Alors, l’inconnu détailla les différentes étapes auxquelles Yaktam devait scrupuleusement se conformer afin de réussir la délicate mission qui lui incombait.
- Vous avez bien compris ?
- Oui, Maître.
- Dans ce cas, exécutez les ordres.

Or, au même instant, mais pas à la même heure, fuseau horaire différent oblige, dans l’un des plus petits amphithéâtres de l’université de Caltech, en Californie, un professeur de physique appliquée, quelque peu bohême dans sa tenue vestimentaire, répondant au nom de Stephen Möll avait lui aussi écouté attentivement le discours marquant l’entrée en fonction de Malcolm Drangston. Stephen était entouré de ses meilleurs étudiants et amis les plus fidèles. Le professeur était un homme encore jeune, né en 1956, les cheveux châtain clair, les yeux bleus. Il présentait une figure ouverte et riante. Au premier abord, on aurait pu croire qu’il était davantage un sportif qu’un intellectuel. Mais il ne fallait pas s’y tromper. Bien qu’il pratiquât avec succès le surf, la natation et le water-polo, c’était aussi un esprit brillant. Célibataire endurci, il n’était pas prêt de s’aliéner une quelconque épouse et préférait enchaîner les aventures, notamment auprès de ses étudiantes qui étaient toutes amoureuses de lui. Un play boy ? Oui, mais aussi un cerveau.
Parmi les fidèles de Stephen Möll, un jeune homme sympathique d’origine française se détachait. Il s’agissait d’Antoine Fargeau et il était âgé d’à peine 23 ans. Grand, les yeux bleus, il faisait l’admiration de ses pairs à cause de son travail acharné. En effet, boursier, il se devait de réussir ses études. De plus, il n’aurait pas voulu décevoir sa mère, restée en France et qui lui écrivait de longues lettres chaque semaine.
Tamira Ogada était japonaise. Plus jeune qu’Antoine d’environ deux ans, c’était une jeune fille renfermée et timide. Toutefois, comme ses consœurs, elle était sous le charme de Stephen. Cependant, elle se contentait de rêver et tâchait de dissimuler ses sentiments.

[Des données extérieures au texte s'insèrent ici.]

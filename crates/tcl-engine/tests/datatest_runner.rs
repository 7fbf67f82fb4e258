//! Fixture-driven end-to-end tests (spec.md §8): each `tests/fixtures/*.tcl`
//! file is a full script, evaluated top to bottom, with its expected
//! outcome given by a trailing directive comment:
//!
//! - `# Return=<value>` — the script's final result must equal `<value>`
//! - `# Error=<prefix>` — evaluation must fail with a message starting
//!   with `<prefix>`
//!
//! Mirrors the teacher's own fixture-file test style (`datatest-stable`
//! over a `tests/fixtures` directory), trimmed to TCL's own value model —
//! no CPython-parity comparison, since there is no second interpreter to
//! agree with here.

use std::path::Path;

use datatest_stable::Result;
use tcl_engine::Interp;

fn install_test_builtins(interp: &mut Interp) {
    interp.register_builtin("puts", cmd_puts);
    interp.register_builtin("expr", cmd_expr);
}

fn cmd_puts(_interp: &mut Interp, _args: &[tcl_engine::Obj]) -> std::result::Result<tcl_engine::Obj, tcl_engine::Unwind> {
    Ok(tcl_engine::Obj::empty())
}

/// A trimmed-down copy of `tcl-cli`'s arithmetic `expr`: the fixtures here
/// only need enough of it to exercise `if`/`while` conditions and the
/// worked `expr` example from spec.md §8, not a general expression engine.
fn cmd_expr(interp: &mut Interp, args: &[tcl_engine::Obj]) -> std::result::Result<tcl_engine::Obj, tcl_engine::Unwind> {
    use tcl_engine::{Obj, Unwind};
    let text = args[1..].iter().map(Obj::as_string).collect::<Vec<_>>().join(" ");
    let mut value: f64 = 0.0;
    let mut op = '+';
    let mut is_int = true;
    for raw_token in text.split_whitespace() {
        match raw_token {
            "+" | "-" | "*" | "/" => op = raw_token.chars().next().unwrap(),
            token => {
                let resolved = if let Some(name) = token.strip_prefix('$') {
                    interp.get_var(name).map_err(|e| Unwind::error(e.to_string()))?.as_string()
                } else {
                    token.to_string()
                };
                let n: f64 = resolved.parse().map_err(|_| Unwind::error(format!("expected number but got \"{resolved}\"")))?;
                is_int = is_int && resolved.parse::<i64>().is_ok();
                value = match op {
                    '+' => value + n,
                    '-' => value - n,
                    '*' => value * n,
                    '/' => value / n,
                    _ => unreachable!(),
                };
            }
        }
    }
    Ok(if is_int { Obj::from_int(value as i64) } else { Obj::from_double(value) })
}

enum Expectation {
    Return(String),
    Error(String),
}

fn parse_fixture(content: &str) -> (String, Expectation) {
    let lines: Vec<&str> = content.lines().collect();
    let last = *lines.last().expect("fixture file is empty");
    if let Some(expected) = last.strip_prefix("# Return=") {
        (lines[..lines.len() - 1].join("\n"), Expectation::Return(expected.to_string()))
    } else if let Some(expected) = last.strip_prefix("# Error=") {
        (lines[..lines.len() - 1].join("\n"), Expectation::Error(expected.to_string()))
    } else {
        panic!("fixture is missing a trailing '# Return=' or '# Error=' directive");
    }
}

fn run_fixture(path: &Path) -> Result<()> {
    let content = std::fs::read_to_string(path)?;
    let (source, expectation) = parse_fixture(&content);

    let mut interp = Interp::new();
    install_test_builtins(&mut interp);

    match (interp.eval(&source), expectation) {
        (Ok(value), Expectation::Return(expected)) => {
            assert_eq!(value, expected, "fixture {} produced an unexpected result", path.display());
        }
        (Err(err), Expectation::Error(expected_prefix)) => {
            assert!(
                err.to_string().starts_with(&expected_prefix),
                "fixture {} raised {:?}, expected a message starting with {expected_prefix:?}",
                path.display(),
                err.to_string()
            );
        }
        (Ok(value), Expectation::Error(expected_prefix)) => {
            panic!("fixture {} succeeded with {value:?}, expected an error starting with {expected_prefix:?}", path.display());
        }
        (Err(err), Expectation::Return(expected)) => {
            panic!("fixture {} failed with {err}, expected Return={expected}", path.display());
        }
    }
    Ok(())
}

datatest_stable::harness!(run_fixture, "tests/fixtures", r"^.*\.tcl$");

L’Allemande Inge Köpfer brillait surtout par son allure excentrique. Elle était toujours à la recherche du détail qui tue en matière de mode. Elle affichait des mœurs fort libres et avait connu des flirts poussés avec la plupart des étudiants du docteur Möll. Seul Antoine s’était refusé à lui céder. 24 ans au compteur, c’était l’une des plus âgées parmi les étudiantes de Stephen, tout cela à cause de ses innombrables aventures amoureuses. Mais elle s’en moquait, l’argent de papa suffisant amplement à couvrir ses frais de scolarité.
Le tchèque d’origine Anton Verdok avait réussi à obtenir la nationalité américaine depuis peu. En effet, ses parents avaient passé le rideau de fer avec succès une dizaine d’années auparavant et avaient trouvé refuge aux States. Né en 1971, il se montrait particulièrement attaché à Stephen et aurait fait n’importe quoi pour le professeur qu’il admirait sans retenue.
Juan Gomirez, de nationalité chilienne, était celui qui s’était le moins adapté à la vie aux Etats-Unis. Affichant 22 ans au compteur, il ne s’exprimait qu’imparfaitement en anglais américain. Pour l’aider et l’encourager, il bénéficiait du soutien et de l’amitié platonique du jeune prodige Cynthia Learry. Pas encore 19 ans, la jeune américaine était la plus douée des disciples du professeur Möll. Cependant, le docteur n’était pas encore parvenu à sortir avec elle.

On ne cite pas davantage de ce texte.